Ama dedik ya, “Türkiye’yi bölmek için iktidar yapıldılar.” 2003’te 1 Mart tezkeresinin reddedilmesiyle ABD’nin Irak işgalinde üstlendikleri görevlerde başarısız olunca
2004’te tekrar sahne aldılar. Tayyip Erdoğan, Fatih Altaylı’nın “Teke Tek” programında konuşuyordu: “Şu anda Amerika’nın da Büyük Ortadoğu Projesi var ya Genişletilmiş Ortadoğu, yani bu proje içerisinde Diyarbakır bir yıldız olabilir. Bunu başarmamız lazım” (16 Şubat 2004 - Kanal D) BOP, ABD’nin Ortadoğu’yu ve Türkiye’yi bölme projesiydi.
Bu yüzden o yıllardan beri bunların iktidar yapılmasına “BOP Darbesi” diyoruz.
Beş yıldır susmuş olan silahlar Tayyip Erdoğan’ın bu çağrısından sonra yeniden ateşlendi. 1999-2004 arasında tek silahlı saldırı yokken, 1 Haziran 2004’te PKK saldırıları yeniden başladı. Bölünme süreci Tayyip Erdoğan’ın 2005 Diyarbakır konuşmasıyla derinleşmeye devam etti. Erdoğan bu konuşmasında ilk kez “Kürt sorunu” diyor ve devletin “kendisiyle yüzleşeceğinden” söz ediyordu. (12 Ağustos 2005) Bu sözler aynı zamanda TSK’ya karşı Ergenekon, Balyoz vb. kumpaslarının da habercisiydi.

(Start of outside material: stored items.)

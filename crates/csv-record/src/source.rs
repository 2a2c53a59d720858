//! Tokenizer seams.
//!
//! The mapping engine only pulls and pushes whole rows; quoting, escaping
//! and line framing belong to the tokenizer behind these traits.

use std::io::{Read, Write};

use csv::StringRecord;

use crate::error::Result;

/// Pull side of a tokenizer.
pub trait RowSource {
    /// Read the next row into `row`. Returns `false` at end of input.
    fn read_row(&mut self, row: &mut StringRecord) -> Result<bool>;
}

/// Push side of a tokenizer.
pub trait RowSink {
    fn write_row(&mut self, row: &StringRecord) -> Result<()>;

    /// Emit anything buffered by earlier writes.
    fn flush(&mut self) -> Result<()>;
}

impl<R: Read> RowSource for csv::Reader<R> {
    fn read_row(&mut self, row: &mut StringRecord) -> Result<bool> {
        Ok(self.read_record(row)?)
    }
}

impl<W: Write> RowSink for csv::Writer<W> {
    fn write_row(&mut self, row: &StringRecord) -> Result<()> {
        self.write_record(row)?;
        Ok(())
    }

    fn flush(&mut self) -> Result<()> {
        csv::Writer::flush(self)?;
        Ok(())
    }
}

impl<S: RowSource + ?Sized> RowSource for &mut S {
    fn read_row(&mut self, row: &mut StringRecord) -> Result<bool> {
        (**self).read_row(row)
    }
}

impl<S: RowSink + ?Sized> RowSink for &mut S {
    fn write_row(&mut self, row: &StringRecord) -> Result<()> {
        (**self).write_row(row)
    }

    fn flush(&mut self) -> Result<()> {
        (**self).flush()
    }
}

#[cfg(test)]
mod tests {
    use super::*;

    #[test]
    fn test_csv_reader_source() {
        let mut reader = csv::ReaderBuilder::new()
            .has_headers(false)
            .from_reader("a,\"b,c\"\n1,2\n".as_bytes());
        let mut row = StringRecord::new();
        assert!(reader.read_row(&mut row).unwrap());
        assert_eq!(row.iter().collect::<Vec<_>>(), ["a", "b,c"]);
        assert!(reader.read_row(&mut row).unwrap());
        assert!(!reader.read_row(&mut row).unwrap());
    }

    #[test]
    fn test_csv_writer_sink() {
        let mut writer = csv::Writer::from_writer(Vec::new());
        RowSink::write_row(&mut writer, &StringRecord::from(vec!["x", "y,z"])).unwrap();
        RowSink::flush(&mut writer).unwrap();
        assert_eq!(writer.get_ref().as_slice(), b"x,\"y,z\"\n");
    }
}
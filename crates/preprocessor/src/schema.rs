//! Column Schema

use serde::{Deserialize, Serialize};

/// How a column is encoded.
#[derive(Debug, Clone, Copy, PartialEq, Eq, Serialize, Deserialize)]
#[serde(rename_all = "snake_case")]
pub enum ColumnKind {
    /// Standardized with fitted mean and standard deviation.
    Numeric,
    /// One-hot expanded over fit-time categories.
    Categorical,
    /// Emitted unchanged after the categorical blocks.
    Passthrough,
}

impl ColumnKind {
    /// String form used in error messages.
    pub fn as_str(&self) -> &'static str {
        match self {
            ColumnKind::Numeric => "numeric",
            ColumnKind::Categorical => "categorical",
            ColumnKind::Passthrough => "passthrough",
        }
    }
}

/// One column declaration.
#[derive(Debug, Clone, PartialEq, Serialize, Deserialize)]
pub struct ColumnSpec {
    /// Column name as it appears in input records.
    pub name: String,
    /// Encoding kind.
    pub kind: ColumnKind,
}

/// Ordered column declarations, fixed at fit time and embedded in the
/// persisted encoder artifact. Never re-inferred at inference time.
#[derive(Debug, Clone, Default, PartialEq, Serialize, Deserialize)]
pub struct ColumnSchema {
    columns: Vec<ColumnSpec>,
}

impl ColumnSchema {
    /// Create an empty schema.
    pub fn new() -> Self {
        Self::default()
    }

    /// Declare a numeric column, builder style.
    pub fn numeric(self, name: impl Into<String>) -> Self {
        self.column(name, ColumnKind::Numeric)
    }

    /// Declare a categorical column, builder style.
    pub fn categorical(self, name: impl Into<String>) -> Self {
        self.column(name, ColumnKind::Categorical)
    }

    /// Declare a passthrough column, builder style.
    pub fn passthrough(self, name: impl Into<String>) -> Self {
        self.column(name, ColumnKind::Passthrough)
    }

    /// Declare a column of the given kind.
    pub fn column(mut self, name: impl Into<String>, kind: ColumnKind) -> Self {
        self.columns.push(ColumnSpec {
            name: name.into(),
            kind,
        });
        self
    }

    /// All declared columns in declaration order.
    pub fn columns(&self) -> &[ColumnSpec] {
        &self.columns
    }

    /// Declared columns of one kind, preserving declaration order.
    pub fn of_kind(&self, kind: ColumnKind) -> impl Iterator<Item = &ColumnSpec> {
        self.columns.iter().filter(move |c| c.kind == kind)
    }

    /// Number of declared columns.
    pub fn len(&self) -> usize {
        self.columns.len()
    }

    /// Whether no columns are declared.
    pub fn is_empty(&self) -> bool {
        self.columns.is_empty()
    }
}
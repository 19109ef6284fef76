//! HTTP Route Handlers

pub mod importance;
pub mod predict;
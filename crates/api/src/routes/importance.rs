//! Feature Importance Route

use axum::extract::State;
use axum::Json;
use explainability::ImportanceRecord;
use inference_engine::{ENCODER_ARTIFACT, MODEL_ARTIFACT};
use std::path::Path;
use std::sync::Arc;
use tokio::sync::RwLock;

use crate::AppState;

/// Ranked top feature drivers of the predicted score.
///
/// Always 200; an empty list when artifacts are missing or the model
/// exposes no importance signal.
pub async fn feature_importance(
    State(state): State<Arc<RwLock<AppState>>>,
) -> Json<Vec<ImportanceRecord>> {
    let model_dir = state.read().await.settings.model_dir.clone();
    let dir = Path::new(&model_dir);

    let report =
        explainability::extract_from_artifacts(dir.join(MODEL_ARTIFACT), dir.join(ENCODER_ARTIFACT));
    Json(report)
}
//! Server Settings

use config::{Config, ConfigError, Environment};
use serde::Deserialize;

/// Runtime settings, from built-in defaults overridden by `EXAM_API_*`
/// environment variables (e.g. `EXAM_API_MODEL_DIR=/srv/models`).
#[derive(Debug, Clone, Deserialize)]
pub struct Settings {
    /// Socket address the server binds to.
    pub bind_addr: String,
    /// Directory containing `encoder.json` and `model.json`.
    pub model_dir: String,
    /// Predict route rate limit: seconds per replenished request.
    pub rate_limit_per_second: u64,
    /// Predict route rate limit: burst size.
    pub rate_limit_burst: u32,
}

impl Settings {
    /// Load settings from defaults and the environment.
    pub fn load() -> Result<Self, ConfigError> {
        Config::builder()
            .set_default("bind_addr", "0.0.0.0:8080")?
            .set_default("model_dir", "models")?
            .set_default("rate_limit_per_second", 1)?
            .set_default("rate_limit_burst", 20)?
            .add_source(Environment::with_prefix("EXAM_API"))
            .build()?
            .try_deserialize()
    }
}

impl Default for Settings {
    fn default() -> Self {
        Self {
            bind_addr: "0.0.0.0:8080".to_string(),
            model_dir: "models".to_string(),
            rate_limit_per_second: 1,
            rate_limit_burst: 20,
        }
    }
}

#[cfg(test)]
mod tests {
    use super::*;

    #[test]
    fn test_defaults() {
        let settings = Settings::load().unwrap();
        assert_eq!(settings.bind_addr, "0.0.0.0:8080");
        assert_eq!(settings.model_dir, "models");
        assert_eq!(settings.rate_limit_burst, 20);
    }
}
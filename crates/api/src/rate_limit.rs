//! Predict Route Rate Limiting
//!
//! Per-client-IP rate limiting via tower_governor (GCRA). Requires the
//! service to be started with `into_make_service_with_connect_info::<SocketAddr>()`
//! so the peer IP is available.

use crate::settings::Settings;
use governor::middleware::StateInformationMiddleware;
use std::sync::Arc;
use tower_governor::governor::{GovernorConfig, GovernorConfigBuilder};
use tower_governor::key_extractor::PeerIpKeyExtractor;

/// Governor config with X-RateLimit-* response headers enabled.
pub type PredictGovernorConfig = GovernorConfig<PeerIpKeyExtractor, StateInformationMiddleware>;

/// Build the governor config for the predict route from settings.
pub fn predict_governor(settings: &Settings) -> Arc<PredictGovernorConfig> {
    Arc::new(
        GovernorConfigBuilder::default()
            .per_second(settings.rate_limit_per_second.max(1))
            .burst_size(settings.rate_limit_burst.max(1))
            .use_headers()
            .finish()
            .expect("non-zero rate limit settings"),
    )
}

#[cfg(test)]
mod tests {
    use super::*;

    #[test]
    fn test_governor_config_from_settings() {
        let governor = predict_governor(&Settings::default());
        assert!(Arc::strong_count(&governor) > 0);
    }

    #[test]
    fn test_zero_settings_do_not_panic() {
        let settings = Settings {
            rate_limit_per_second: 0,
            rate_limit_burst: 0,
            ..Settings::default()
        };
        predict_governor(&settings);
    }
}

2008’de Oslo’da MİT temsilcileriyle PKK arasında görüşmeler başladı. 5 Ağustos 2009’da da Türkiye’de DTP’lilerle görüşmelere geçildi. 19 Ekim 2009’da Abdullah Öcalan’ın çağrısıyla sözüm ona teslim olan 34 PKK’lıyla Habur’da yaşanan rezalet, büyük tepki topladı. Buna rağmen hükümet Bölünme Sürecini 15 Kasım 2009’da ilan ettiği “Milli Birlik ve Kardeşlik Projesi- Demokratik Açılım” başlığı altında sürdürdü. 2011’de Oslo görüşmelerinin tutanaklarının basına sızdırılmasıyla süreç bir kez daha sekteye uğradı.

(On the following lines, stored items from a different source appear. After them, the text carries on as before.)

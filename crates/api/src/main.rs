//! Exam Score Prediction API - Main Entry Point

use api::{init_logging, run_server, Settings};
use tracing::info;

#[tokio::main]
async fn main() -> anyhow::Result<()> {
    init_logging();

    info!("=== Exam Score Prediction API v{} ===", env!("CARGO_PKG_VERSION"));

    let settings = Settings::load()?;
    run_server(settings).await
}
//! Fitted Encoder/Scaler

use crate::schema::{ColumnKind, ColumnSchema};
use crate::EncodeError;
use feature_engine::Record;
use serde::{Deserialize, Serialize};
use std::collections::BTreeMap;
use std::fs;
use std::path::Path;
use tracing::{debug, info};

/// Fitted mean and standard deviation for one numeric column.
#[derive(Debug, Clone, Copy, PartialEq, Serialize, Deserialize)]
pub struct NumericStats {
    pub mean: f64,
    pub std_dev: f64,
}

/// Fitted column encoder/scaler.
///
/// Immutable once fitted or loaded; the schema, per-column statistics, and
/// category orderings are exactly those observed at fit time. Output column
/// ordering is numeric block first (schema order), then one categorical
/// one-hot block per column (schema order, categories in fit order), then
/// passthrough columns.
#[derive(Debug, Clone, PartialEq, Serialize, Deserialize)]
pub struct ColumnEncoder {
    schema: ColumnSchema,
    numeric_stats: BTreeMap<String, NumericStats>,
    categories: BTreeMap<String, Vec<String>>,
}

impl ColumnEncoder {
    /// Fit statistics and category orderings from training records.
    ///
    /// Numeric columns get population mean and standard deviation over the
    /// records that carry them; categorical columns get lower-cased
    /// categories in first-seen order. A column no record carries cannot be
    /// fitted and is an error.
    pub fn fit(schema: ColumnSchema, records: &[Record]) -> Result<Self, EncodeError> {
        let mut numeric_stats = BTreeMap::new();
        let mut categories = BTreeMap::new();

        for col in schema.of_kind(ColumnKind::Numeric) {
            let values: Vec<f64> = records.iter().filter_map(|r| r.numeric(&col.name)).collect();
            if values.is_empty() {
                return Err(EncodeError::MissingColumn {
                    column: col.name.clone(),
                    kind: "numeric",
                });
            }
            let mean = values.iter().sum::<f64>() / values.len() as f64;
            let variance =
                values.iter().map(|v| (v - mean).powi(2)).sum::<f64>() / values.len() as f64;
            numeric_stats.insert(
                col.name.clone(),
                NumericStats {
                    mean,
                    std_dev: variance.sqrt(),
                },
            );
        }

        for col in schema.of_kind(ColumnKind::Categorical) {
            let mut seen: Vec<String> = Vec::new();
            for record in records {
                if let Some(value) = record.text(&col.name) {
                    let value = value.to_lowercase();
                    if !seen.contains(&value) {
                        seen.push(value);
                    }
                }
            }
            if seen.is_empty() {
                return Err(EncodeError::MissingColumn {
                    column: col.name.clone(),
                    kind: "categorical",
                });
            }
            categories.insert(col.name.clone(), seen);
        }

        info!(
            columns = schema.len(),
            records = records.len(),
            "fitted column encoder"
        );

        Ok(Self {
            schema,
            numeric_stats,
            categories,
        })
    }

    /// Encode one record into a fixed-length numeric vector.
    ///
    /// Numeric values are standardized as `(value - mean) / std_dev`; a
    /// zero fitted standard deviation encodes to 0.0. A categorical value
    /// outside the fit-time categories encodes to an all-zero block rather
    /// than failing. A schema-required numeric or categorical column absent
    /// from the record is a [`EncodeError::MissingColumn`].
    pub fn transform(&self, record: &Record) -> Result<Vec<f64>, EncodeError> {
        let mut out = Vec::with_capacity(self.output_dimension());

        for col in self.schema.of_kind(ColumnKind::Numeric) {
            let value = record
                .get(&col.name)
                .ok_or_else(|| EncodeError::MissingColumn {
                    column: col.name.clone(),
                    kind: "numeric",
                })?
                .as_numeric()
                .ok_or_else(|| EncodeError::WrongType {
                    column: col.name.clone(),
                    expected: "numeric",
                })?;
            let stats = self.numeric_stats.get(&col.name).ok_or_else(|| {
                EncodeError::Artifact(format!("no fitted statistics for column '{}'", col.name))
            })?;
            if stats.std_dev == 0.0 {
                out.push(0.0);
            } else {
                out.push((value - stats.mean) / stats.std_dev);
            }
        }

        for col in self.schema.of_kind(ColumnKind::Categorical) {
            let known = self.categories.get(&col.name).ok_or_else(|| {
                EncodeError::Artifact(format!("no fitted categories for column '{}'", col.name))
            })?;
            let value = record
                .get(&col.name)
                .ok_or_else(|| EncodeError::MissingColumn {
                    column: col.name.clone(),
                    kind: "categorical",
                })?
                .as_text()
                .ok_or_else(|| EncodeError::WrongType {
                    column: col.name.clone(),
                    expected: "text",
                })?
                .to_lowercase();

            let hit = known.iter().position(|c| *c == value);
            if hit.is_none() {
                debug!(
                    column = %col.name,
                    value = %value,
                    "unknown category, emitting zero block"
                );
            }
            for index in 0..known.len() {
                out.push(if hit == Some(index) { 1.0 } else { 0.0 });
            }
        }

        for col in self.schema.of_kind(ColumnKind::Passthrough) {
            // Passthrough columns are optional; absent encodes as 0.0 so the
            // output length stays fixed.
            out.push(record.numeric(&col.name).unwrap_or(0.0));
        }

        Ok(out)
    }

    /// Expanded output column names, in the exact order [`transform`] emits
    /// values: numeric names unchanged, then `<column>_<category>` per
    /// categorical column, then passthrough names.
    ///
    /// [`transform`]: ColumnEncoder::transform
    pub fn feature_names(&self) -> Vec<String> {
        let mut names = Vec::with_capacity(self.output_dimension());
        for col in self.schema.of_kind(ColumnKind::Numeric) {
            names.push(col.name.clone());
        }
        for col in self.schema.of_kind(ColumnKind::Categorical) {
            if let Some(known) = self.categories.get(&col.name) {
                for category in known {
                    names.push(format!("{}_{}", col.name, category));
                }
            }
        }
        for col in self.schema.of_kind(ColumnKind::Passthrough) {
            names.push(col.name.clone());
        }
        names
    }

    /// Length of the encoded vector.
    pub fn output_dimension(&self) -> usize {
        let numeric = self.schema.of_kind(ColumnKind::Numeric).count();
        let categorical: usize = self
            .schema
            .of_kind(ColumnKind::Categorical)
            .map(|c| self.categories.get(&c.name).map_or(0, Vec::len))
            .sum();
        let passthrough = self.schema.of_kind(ColumnKind::Passthrough).count();
        numeric + categorical + passthrough
    }

    /// Fitted schema.
    pub fn schema(&self) -> &ColumnSchema {
        &self.schema
    }

    /// Fitted categories for a column, in fit order.
    pub fn categories(&self, column: &str) -> Option<&[String]> {
        self.categories.get(column).map(Vec::as_slice)
    }

    /// Fitted statistics for a numeric column.
    pub fn numeric_stats(&self, column: &str) -> Option<NumericStats> {
        self.numeric_stats.get(column).copied()
    }

    /// Persist the encoder as a JSON artifact.
    pub fn save(&self, path: impl AsRef<Path>) -> Result<(), EncodeError> {
        let json = serde_json::to_string_pretty(self)
            .map_err(|e| EncodeError::Artifact(e.to_string()))?;
        fs::write(path.as_ref(), json).map_err(|e| {
            EncodeError::Artifact(format!("{}: {}", path.as_ref().display(), e))
        })?;
        info!(path = %path.as_ref().display(), "saved encoder artifact");
        Ok(())
    }

    /// Load a persisted encoder artifact.
    pub fn load(path: impl AsRef<Path>) -> Result<Self, EncodeError> {
        let raw = fs::read_to_string(path.as_ref()).map_err(|e| {
            EncodeError::Artifact(format!("{}: {}", path.as_ref().display(), e))
        })?;
        serde_json::from_str(&raw).map_err(|e| {
            EncodeError::Artifact(format!("{}: {}", path.as_ref().display(), e))
        })
    }
}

2004-2005’te ateşlenen bölünme sürecini bizzat yöneten ABD’nin Gladyo merkezinin 2 hedefi vardı: Birincisi; “Müzakere” adı altında yürütülen süreçle PKK’yı meşrulaştırıp fiilen iktidar ortağı yapmak...
İkincisi: Buna tepki gösteren TSK’yı bastırarak, elini kolunu bağlamak... Ve tabii İşçi Partisi’yle yurtsever öncüleri de sindirmek. 2011-2012 yıllarına gelindiğinde o merkez bu hedefe büyük ölçüde yaklaşıldığını düşünüyordu. 2011’den sonraki süreci yazı dizimiz boyunca anlattık.

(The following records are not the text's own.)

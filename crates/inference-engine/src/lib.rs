//! Prediction Pipeline
//!
//! Loads the fitted encoder and regressor artifacts and serves single-record
//! exam score predictions.

mod model;
mod pipeline;
mod state;

pub use model::{DecisionTree, RegressorArtifact, Signal, TreeNode};
pub use pipeline::{PredictPipeline, ENCODER_ARTIFACT, MODEL_ARTIFACT};
pub use state::ServingState;

use thiserror::Error;

/// Errors from the prediction pipeline
#[derive(Debug, Error)]
pub enum PipelineError {
    /// An artifact is missing, unreadable, or corrupt. The hosting process
    /// stays alive; predictions report failure until artifacts are available.
    #[error("artifact load failed: {0}")]
    ArtifactLoad(String),

    /// Input record does not match the fitted schema.
    #[error(transparent)]
    Encode(#[from] preprocessor::EncodeError),

    /// Encoded vector length differs from what the model was fitted on.
    #[error("encoder produces {actual} features, model expects {expected}")]
    DimensionMismatch { expected: usize, actual: usize },
}
//! Feature Engineering
//!
//! Record types and the stateless derived-feature transform applied before
//! column encoding.

mod engineer;
mod record;

pub use engineer::{FeatureEngineer, ID_COLUMN, STUDY_EFFICIENCY};
pub use record::{FieldValue, Record};
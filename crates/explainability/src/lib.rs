//! Feature Importance Extraction
//!
//! Best-effort recovery of a ranked, human-readable feature influence report
//! from fitted artifacts. Every failure mode in this crate degrades to an
//! empty report; the reporting endpoint stays available regardless of model
//! or artifact state.

mod extractor;

pub use extractor::{
    extract_from_artifacts, extract_importance, ImportanceRecord, DEFAULT_TOP, FULL_REPORT_TOP,
};
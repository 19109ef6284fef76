//! Predict Route

use axum::extract::State;
use axum::Json;
use std::sync::Arc;
use tokio::sync::RwLock;
use tracing::debug;

use crate::schema::{PredictionResponse, StudentProfile};
use crate::{ApiError, AppState};

/// Score one student profile.
///
/// 503 while the pipeline is unavailable, 422 for out-of-range fields, 500
/// when inference itself fails.
pub async fn predict(
    State(state): State<Arc<RwLock<AppState>>>,
    Json(profile): Json<StudentProfile>,
) -> Result<Json<PredictionResponse>, ApiError> {
    let serving = state.read().await.serving.clone();
    let pipeline = serving.pipeline().ok_or(ApiError::Unavailable)?;

    profile.validate()?;

    let score = pipeline
        .predict(&profile.into_record())
        .map_err(|e| ApiError::Inference(e.to_string()))?;
    debug!(score, "served prediction");

    Ok(Json(PredictionResponse::from_score(score)))
}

CİNAYETTEN KOALİSYON HÜKÜMETİNE!
2013 Ocak’ında Sakine Cansız cinayetiyle başlayan süreçte 2015 seçimlerine geldik. “Açılım” diye adlandırılan bu sürecin, Türkiye Cumhuriyeti’ni çökertme ve milleti parçalama süreci olduğunu sürecin sahiplerinin açıklamalarıyla ve olgularla gösterdik. AKP-PKK ortaklığı 1 Mart 2015’te Dolmabahçe’de ilan ettikleri 10 maddelik programla Türkiye’yi bölmekte kararlı olduklarını bir kez daha gösterdiler.
Bu sürecin gerçek sahibi Gladyo, bölücü programın uygulanması için, önümüzdeki seçimlerde barajı geçmiş ve Meclis’e girmiş bir HDP (PKK) ile AKP-CHP koalisyonunu Cansız cinayetinden bölücü koalisyon hükümeti cinayetine gelmiş bulunuyoruz. Özetle;
●Sakine Cansız cinayetinden HDP’ye baraj atlatma operasyonuna,
● Sakine Cansız cinayetinden AKP-CHP koalisyonuna,
● Sakine Cansız cinayetinden AKP-HDP Dolmabahçe protokolüne,
● Sakine Cansız cinayetinden Bölücü Anayasa cinayetine,
SAKİNE CANSIZ
CİNAYETİNDEN TÜRKİYE
CUMHURİYETİ CİNAYETİNE!
Vatan Partisi olarak, milletimiz adına buna izin vermeyeceğimizi ilan ediyoruz.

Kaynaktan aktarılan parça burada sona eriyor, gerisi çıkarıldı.